• In March I had open heart surgery in Glenfield Hospital and stayed for over a week. In early September I had robotic surgery on cancers attached to my remaining kidney in Leicester’s General Hospital. Both were successful. I am profoundly grateful to all staff. Comparing the two gave me an insight into the difference between limited family visiting and no visitors at all.
No-one in the medical and caring professions chooses that career path it for money: it’s a calling, a little bit like becoming a vicar. The core reason is the word: ‘care’, and despite different disciplines, caring for patients is always the prime driver. The perfunctory explanation by the surgeon; the brief check on catheter output; the automatic, wrap-around of the blood pressure strap: each one involves an element of direct care for the patient. It is intense and pressured; there aren’t enough staff and there’s too much to do, even before the patients make it harder and slower.
In March my wife and daughter visited me in Glenfield Hospital in the days just before ‘lockdown’; In September I got a taxi to Leicester General, and walked alone to Ward 23 realising that I was not going to see anyone except nursing staff for several days.
In March I knew that the ‘no visitors’ rule was coming alongside lockdown, and my first thought from my hospital bed was that this was good. Nursing staff and doctors would be able to carry out their work without interruptions and wouldn’t have to give quite detailed explanations to outsiders who have limited knowledge. This was time they could dedicate to medicine.
In September I saw ‘no visitors’ in action, and it was a jolt of reality. Visitors take up chairs and ward-space; they demand nurses’ time; they need to be supervised, but what’s missing runs deeper and probably has a direct impact on the patient’s health and recovery.
Hospital wards are pretty soulless: there’s no offensive dust, no shoes tucked under the bed alongside the missing cat’s toy, no rumble of passing traffic through the open window, no deep sense of belonging. There shouldn’t be. Family and friends don’t bring these, but they bring the notion of them, the inconsequential gossip, the little parcels of clean pyjamas, gifts and cards, the descriptions of overgrown lawns and blooming flowers. These conversations may, when visitors are allowed, be meaningless on the face of it, but to a patient, an hour or so later, on reflection, they mean a lot.
Being told not to worry because someone else has put the bins out is all about the real care of home life; being administered a life-saving injection is also caring, but very different. Nursing staff at all levels are the most caring people in the world. For hours on end they are at the end of a wave, a subdued cry, or a loud bell and flashing red light, but it is enormously difficult to replicate family and friends when the patient is ‘theirs’ 24 hours a day, sometimes naked, both physically and mentally, often getting very personal treatment and procedures. Patients can be confused and upset, and it is often the elderly who are most alone and frightened, and confinement for any reason will have an adverse effect. Putting up the restraints each side of the bed to prevent falling out does look, and feel, like being caged, for example.

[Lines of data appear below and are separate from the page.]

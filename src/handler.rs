//! Handler contract between the queue and domain code
//!
//! The handler is injected once per lane group at construction. The queue
//! never interprets the handler's result; it is passed through verbatim to
//! the submitter's outcome handle.

use crate::envelope::Envelope;
use crate::error::Result;
use async_trait::async_trait;
use std::future::Future;

/// Domain-side processor for dispatched envelopes
///
/// Implementations should be cheap to call concurrently: a group dispatches
/// into the same handler from every lane. Errors returned here are passed
/// through to the submitter unchanged.
#[async_trait]
pub trait Handler: Send + Sync {
    /// Process one envelope for the given session
    async fn handle(&self, session_id: &str, envelope: &Envelope) -> Result<serde_json::Value>;
}

/// Adapter turning an async closure into a [`Handler`]
///
/// Mainly for tests and small consumers. The closure receives owned clones
/// of the session id and envelope.
///
/// ```rust,ignore
/// let handler = FnHandler::new(|_session, envelope: Envelope| async move {
///     Ok(envelope.payload)
/// });
/// ```
pub struct FnHandler<F> {
    f: F,
}

impl<F> FnHandler<F> {
    /// Wrap an async closure
    pub fn new(f: F) -> Self {
        Self { f }
    }
}

#[async_trait]
impl<F, Fut> Handler for FnHandler<F>
where
    F: Fn(String, Envelope) -> Fut + Send + Sync,
    Fut: Future<Output = Result<serde_json::Value>> + Send,
{
    async fn handle(&self, session_id: &str, envelope: &Envelope) -> Result<serde_json::Value> {
        (self.f)(session_id.to_string(), envelope.clone()).await
    }
}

Doctors, staff nurses, healthcare assistants, specialists and tea-troller-pushers work as a team. The HCAs are more numerous. Day staff appear with the sun and leave with the moon. Towards the end of that shift, when they are tired and weary, dementia seems to kick in amongst the more elderly patients, and it is a fact that nursing dementia calls for specific, trained skills. The professionalism and care summoned up by young assistants left me wonderstruck. In the past, the faces these elderly patients recognised and trusted, played a big part in helping them calm down for a long and lonely night. Covid-19 has stopped that.
I believe visitors play a big role in patients’ getting better and leaving hospital sooner. That is shallow psychology, and I am no psychologist. And right now, Covid-19 means no visitors.

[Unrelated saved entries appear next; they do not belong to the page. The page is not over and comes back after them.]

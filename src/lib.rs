//! # Session Lanes
//!
//! A per-session work queue for async task scheduling: work for one session
//! runs strictly one-at-a-time unless the caller opts into bounded
//! parallelism.
//!
//! ## Core
//!
//! - One lane per session, created lazily on first submission
//! - Serial lanes by default; explicit `Parallel { max_concurrent }` opt-in
//! - Priority scheduling within a lane, arrival order breaking ties
//! - Per-envelope timeouts measured from dispatch, not submission
//! - Lane clearing/removal, explicit idle sweeping, group shutdown
//! - Lifecycle events and a submitted/completed/failed metrics ledger
//!
//! The queue performs no work of its own: a caller-supplied [`Handler`] is
//! injected at group construction and receives every dispatched envelope.
//!
//! ## Quick Start
//!
//! ```rust,ignore
//! use session_lanes::{Envelope, FnHandler, LaneGroup, Result};
//!
//! #[tokio::main]
//! async fn main() -> Result<()> {
//!     let group = LaneGroup::builder("chat")
//!         .with_handler(FnHandler::new(|session: String, envelope: Envelope| async move {
//!             Ok(serde_json::json!({"session": session, "echo": envelope.payload}))
//!         }))
//!         .build()?;
//!
//!     let outcome = group.submit("session-1", "chat", serde_json::json!({"text": "hi"})).await?;
//!     let result = outcome.wait().await?;
//!     println!("Result: {}", result);
//!     Ok(())
//! }
//! ```

pub mod config;
pub mod envelope;
pub mod error;
pub mod event;
pub mod group;
pub mod handler;
pub mod metrics;
pub mod queue;

pub use config::{GroupConfig, LanePolicy, SubmitOptions};
pub use envelope::{Envelope, EnvelopeId, OutcomeHandle, SessionId};
pub use error::{LaneError, Result};
pub use event::{events, EventEmitter, EventStream, LaneEvent};
pub use group::{GroupRegistry, LaneGroup, LaneGroupBuilder};
pub use handler::{FnHandler, Handler};
pub use metrics::{LedgerSnapshot, MetricsLedger, SessionCounters};
pub use queue::{LaneStatus, LaneTable};

use serde::{Deserialize, Serialize};
use std::collections::HashMap;

/// Group statistics snapshot
///
/// Provides a point-in-time view of one lane group across all its lanes.
///
/// # Fields
///
/// * `total_pending` - Envelopes waiting to be dispatched across all lanes
/// * `total_active` - Envelopes currently in flight across all lanes
/// * `lanes` - Per-lane status (pending, active, policy)
///
/// # Example
///
/// ```rust,ignore
/// let stats = group.stats().await;
/// println!("{} pending, {} active", stats.total_pending, stats.total_active);
///
/// for (session_id, status) in &stats.lanes {
///     println!("{}: {} pending, {} active", session_id, status.pending, status.active);
/// }
/// ```
#[derive(Debug, Clone, Default, Serialize, Deserialize)]
pub struct GroupStats {
    pub total_pending: usize,
    pub total_active: usize,
    pub lanes: HashMap<String, LaneStatus>,
}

Is there a solution, a way of improving the situation? Not in terms of allowing visitors, but modern technology offers social media, photos and videos, as well as digital interaction. My suggestion looks more to helping the hard-working hospital staff who are at the sharp end of this personal deprivation.
Stop the horrendous shift system. Nursing staff are under intense pressure at every level and 12-hour shifts are bound to lead to mistakes.
They do in business, in travel, in factories. I wouldn’t put an innocuous chequebook in front of someone who’s worked half a whole day, or a spanner in front of a someone on a production line. It is nigh on criminal to ask tired, and sometimes quite emotional, nursing staff to carry out life and death duties for twelve hours, not even including handover.
Stop the gestures and pay NHS employees at all levels more. They save lives, they care, they return loved ones to their homes. How lovely it was to see people clapping, how impressive to see an old aeroplane flying overhead, but neither paid the bills. NHS staff deserve financial respect.
I’ve looked at life from both sides now, from family visits to nursing care. It’s obvious to me that those who make the rules don’t understand life at all.